Their US counterparts were responsible for blinding the Gaddafi regime in Libya, and now Australia’s formidable EA-18G Growlers are nearing initial operating capability (IOC), which will provide the RAAF with next-generation electronic attack capability in the coming months.
Based on F/A-18E/F Super Hornet variant of the wildly successful Boeing Hornet, the EA-18G Growler has proven itself to be an invaluable asset to the US when deployed overseas. As the only nation besides the US to fly the Growler, Australia has developed unique training procedures in conjunction with US Navy partners to fully utilise the capabilities of the aircraft.
Initially purchased alongside the more traditional Super Hornet variants to supplement Australia's ageing fleet of classic Hornets and the diminished strike capability following the retirement of the F-111s, prior to the full integration of the Air Force's 72 planned F-35s, IOC is expected to be delivered to the RAAF in the coming months.

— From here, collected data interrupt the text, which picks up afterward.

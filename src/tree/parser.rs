use crate::grammar::{ErrorPolicy, Grammar, Language};
use crate::pool;
use crate::tree::errors::ParseError;
use crate::tree::node::SyntaxTree;
use std::sync::Arc;
use tracing::debug;

/// Parses `source` with `grammar`, honouring the grammar's [`ErrorPolicy`].
pub fn parse(source: &str, grammar: &dyn Grammar) -> Result<SyntaxTree, ParseError> {
    parse_with_policy(source, grammar, grammar.error_policy())
}

/// Parses `source`, failing on any error marker regardless of the grammar's
/// policy. Used for patterns, which must be well-formed.
pub(crate) fn parse_strict(source: &str, grammar: &dyn Grammar) -> Result<SyntaxTree, ParseError> {
    parse_with_policy(source, grammar, ErrorPolicy::Strict)
}

pub(crate) fn parse_with_policy(
    source: &str,
    grammar: &dyn Grammar,
    policy: ErrorPolicy,
) -> Result<SyntaxTree, ParseError> {
    let language = grammar.language();
    let ts_tree = pool::with_parser(grammar, |parser| parser.parse(source, None))?.ok_or_else(
        || ParseError::Aborted {
            language: language.to_string(),
        },
    )?;

    let tree = SyntaxTree::from_ts_tree(&ts_tree, source.to_string(), language.clone());

    if let Some(error) = tree.first_error() {
        debug!(
            language = %language,
            offset = error.byte_range().start,
            "parsed tree contains error markers"
        );
        if policy == ErrorPolicy::Strict {
            let start = error.start_position();
            return Err(ParseError::Syntax {
                language: language.to_string(),
                offset: error.byte_range().start,
                line: start.line,
                column: start.column,
            });
        }
    }

    Ok(tree)
}

/// The parser capability handed out by the registry for one language.
#[derive(Clone)]
pub struct SourceParser {
    grammar: Arc<dyn Grammar>,
}

impl SourceParser {
    pub fn new(grammar: Arc<dyn Grammar>) -> Self {
        Self { grammar }
    }

    pub fn language(&self) -> &Language {
        self.grammar.language()
    }

    pub fn grammar(&self) -> &dyn Grammar {
        self.grammar.as_ref()
    }

    pub fn parse(&self, source: &str) -> Result<SyntaxTree, ParseError> {
        parse(source, self.grammar.as_ref())
    }
}
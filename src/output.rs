//! Rendering of search results.
//!
//! The output format never changes which matches are found, only how they
//! are written.

use crate::error::Error;
use crate::matcher::MatchRecord;
use serde::Serialize;
use std::fmt::Write;
use std::str::FromStr;

/// Name shown for matches that did not come from a file.
const NO_FILE: &str = "<input>";

#[derive(Debug, Clone, Copy, PartialEq, Eq, Default)]
pub enum OutputFormat {
    #[default]
    Text,
    Json,
}

impl FromStr for OutputFormat {
    type Err = String;

    fn from_str(s: &str) -> Result<Self, Self::Err> {
        match s.to_ascii_lowercase().as_str() {
            "text" => Ok(OutputFormat::Text),
            "json" => Ok(OutputFormat::Json),
            other => Err(format!("unknown output format '{other}' (expected text or json)")),
        }
    }
}

/// `path:L` for a single-line match, `path:L1-L2` otherwise. Lines are
/// one-based here, unlike in the JSON records.
pub fn location(record: &MatchRecord) -> String {
    let file = record.file.as_deref().unwrap_or(NO_FILE);
    let start = record.range.start.line + 1;
    let end = record.range.end.line + 1;
    if start == end {
        format!("{file}:{start}")
    } else {
        format!("{file}:{start}-{end}")
    }
}

/// Human-readable listing. `total` is the number of matches before any
/// limit was applied.
pub fn format_text(matches: &[MatchRecord], total: usize) -> String {
    if matches.is_empty() {
        return "No matches found".to_string();
    }

    let mut out = String::new();
    let _ = write!(out, "Found {} matches", matches.len());
    if total > matches.len() {
        let _ = write!(out, " (limited to {})", matches.len());
    }
    out.push(':');

    for record in matches {
        out.push_str("\n\n");
        out.push_str(&location(record));
        out.push('\n');
        out.push_str(&record.text);
    }
    out
}

/// Pretty-printed JSON of any result value: a match list, a [`Page`] or a
/// search outcome.
///
/// [`Page`]: crate::search::Page
pub fn format_json<T: Serialize + ?Sized>(value: &T) -> Result<String, Error> {
    Ok(serde_json::to_string_pretty(value)?)
}

pub fn render(matches: &[MatchRecord], total: usize, format: OutputFormat) -> Result<String, Error> {
    match format {
        OutputFormat::Text => Ok(format_text(matches, total)),
        OutputFormat::Json => format_json(matches),
    }
}
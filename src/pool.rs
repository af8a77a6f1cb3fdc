//! Thread-local parser pooling.
//!
//! Keeps one tree-sitter parser per grammar per thread, so parallel file
//! searches reuse parsers instead of re-initialising them for every file.
//! Parsers are keyed by the tree-sitter grammar itself, not the language
//! name, so registries that bind a name to different grammars stay apart.

use crate::grammar::Grammar;
use crate::tree::ParseError;
use std::cell::RefCell;
use std::collections::HashMap;
use tree_sitter::Parser;

thread_local! {
    static PARSERS: RefCell<HashMap<tree_sitter::Language, Parser>> = RefCell::new(HashMap::new());
}

/// Execute `f` with this thread's parser for `grammar`.
///
/// The first call per thread and grammar creates the parser; later calls
/// reuse it.
pub fn with_parser<F, R>(grammar: &dyn Grammar, f: F) -> Result<R, ParseError>
where
    F: FnOnce(&mut Parser) -> R,
{
    PARSERS.with(|cell| {
        let mut parsers = cell.borrow_mut();
        let ts_language = grammar.ts_language();
        let language_set = || ParseError::LanguageSet {
            language: grammar.language().to_string(),
        };
        if !parsers.contains_key(ts_language) {
            let mut parser = Parser::new();
            parser.set_language(ts_language).map_err(|_| language_set())?;
            parsers.insert(ts_language.clone(), parser);
        }
        let parser = parsers.get_mut(ts_language).ok_or_else(language_set)?;
        Ok(f(parser))
    })
}

/// Number of parsers pooled on the current thread.
pub fn pooled_parsers() -> usize {
    PARSERS.with(|cell| cell.borrow().len())
}
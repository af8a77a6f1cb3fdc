use serde::Serialize;
use thiserror::Error;

#[derive(Error, Debug, Clone, PartialEq, Eq)]
pub enum PageError {
    #[error("limit must be positive, got 0")]
    ZeroLimit,
}

/// Which slice of the full, ordered result list to return.
#[derive(Debug, Clone, Copy, Default, PartialEq, Eq)]
pub struct PageRequest {
    offset: usize,
    limit: Option<usize>,
}

impl PageRequest {
    /// `limit: None` returns everything after `offset`.
    pub fn new(offset: usize, limit: Option<usize>) -> Result<Self, PageError> {
        if limit == Some(0) {
            return Err(PageError::ZeroLimit);
        }
        Ok(Self { offset, limit })
    }

    pub fn offset(&self) -> usize {
        self.offset
    }

    pub fn limit(&self) -> Option<usize> {
        self.limit
    }
}

#[derive(Debug, Clone, Copy, PartialEq, Eq, Serialize)]
pub struct SearchMetadata {
    pub total_matches: usize,
    pub offset: usize,
    pub limit: Option<usize>,
    pub returned: usize,
    pub has_more: bool,
}

#[derive(Debug, Clone, PartialEq, Eq, Serialize)]
pub struct Page<T> {
    pub results: Vec<T>,
    pub metadata: SearchMetadata,
}

/// Cuts one page out of `items`. An offset past the end yields an empty
/// page rather than an error.
pub fn paginate<T>(items: Vec<T>, request: PageRequest) -> Page<T> {
    let total = items.len();
    let start = request.offset.min(total);
    let end = match request.limit {
        Some(limit) => start.saturating_add(limit).min(total),
        None => total,
    };
    let results: Vec<T> = items.into_iter().skip(start).take(end - start).collect();

    Page {
        metadata: SearchMetadata {
            total_matches: total,
            offset: request.offset,
            limit: request.limit,
            returned: results.len(),
            has_more: request.offset < total && end < total,
        },
        results,
    }
}
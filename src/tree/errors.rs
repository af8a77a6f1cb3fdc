use thiserror::Error;

#[derive(Error, Debug, Clone, PartialEq, Eq)]
pub enum ParseError {
    #[error("failed to set {language} grammar on the parser")]
    LanguageSet { language: String },

    #[error("parser produced no tree for {language} source")]
    Aborted { language: String },

    #[error("{language} syntax error at byte {offset} (line {line}, column {column})")]
    Syntax {
        language: String,
        offset: usize,
        line: usize,
        column: usize,
    },
}

impl ParseError {
    /// Byte offset of the offending input, when known.
    pub fn offset(&self) -> Option<usize> {
        match self {
            ParseError::Syntax { offset, .. } => Some(*offset),
            ParseError::Aborted { .. } => Some(0),
            ParseError::LanguageSet { .. } => None,
        }
    }
}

Australia's Growlers were part of a larger US Navy buy of 44 Super Hornets and Growlers in July 2014, with the first Australian EA-18G making it's first flight in July 2015. All 12 of Australia's Growlers were formally welcomed to their home base at RAAF Amberley in 2017, providing air crews and pilots the opportunity to build familiarity and an understanding of the aircraft and it's unique capabilities.
The Growler's electronic attack capabilities act as a major force multiplying platform, which act to disrupt all services and equipment that operate along the increasingly congested electromagnetic spectrum, meaning complex communications networks, such as mobile phone and wireless internet services, are effectively decapitated during conflict, preventing the enemy from communicating efficiently and effectively.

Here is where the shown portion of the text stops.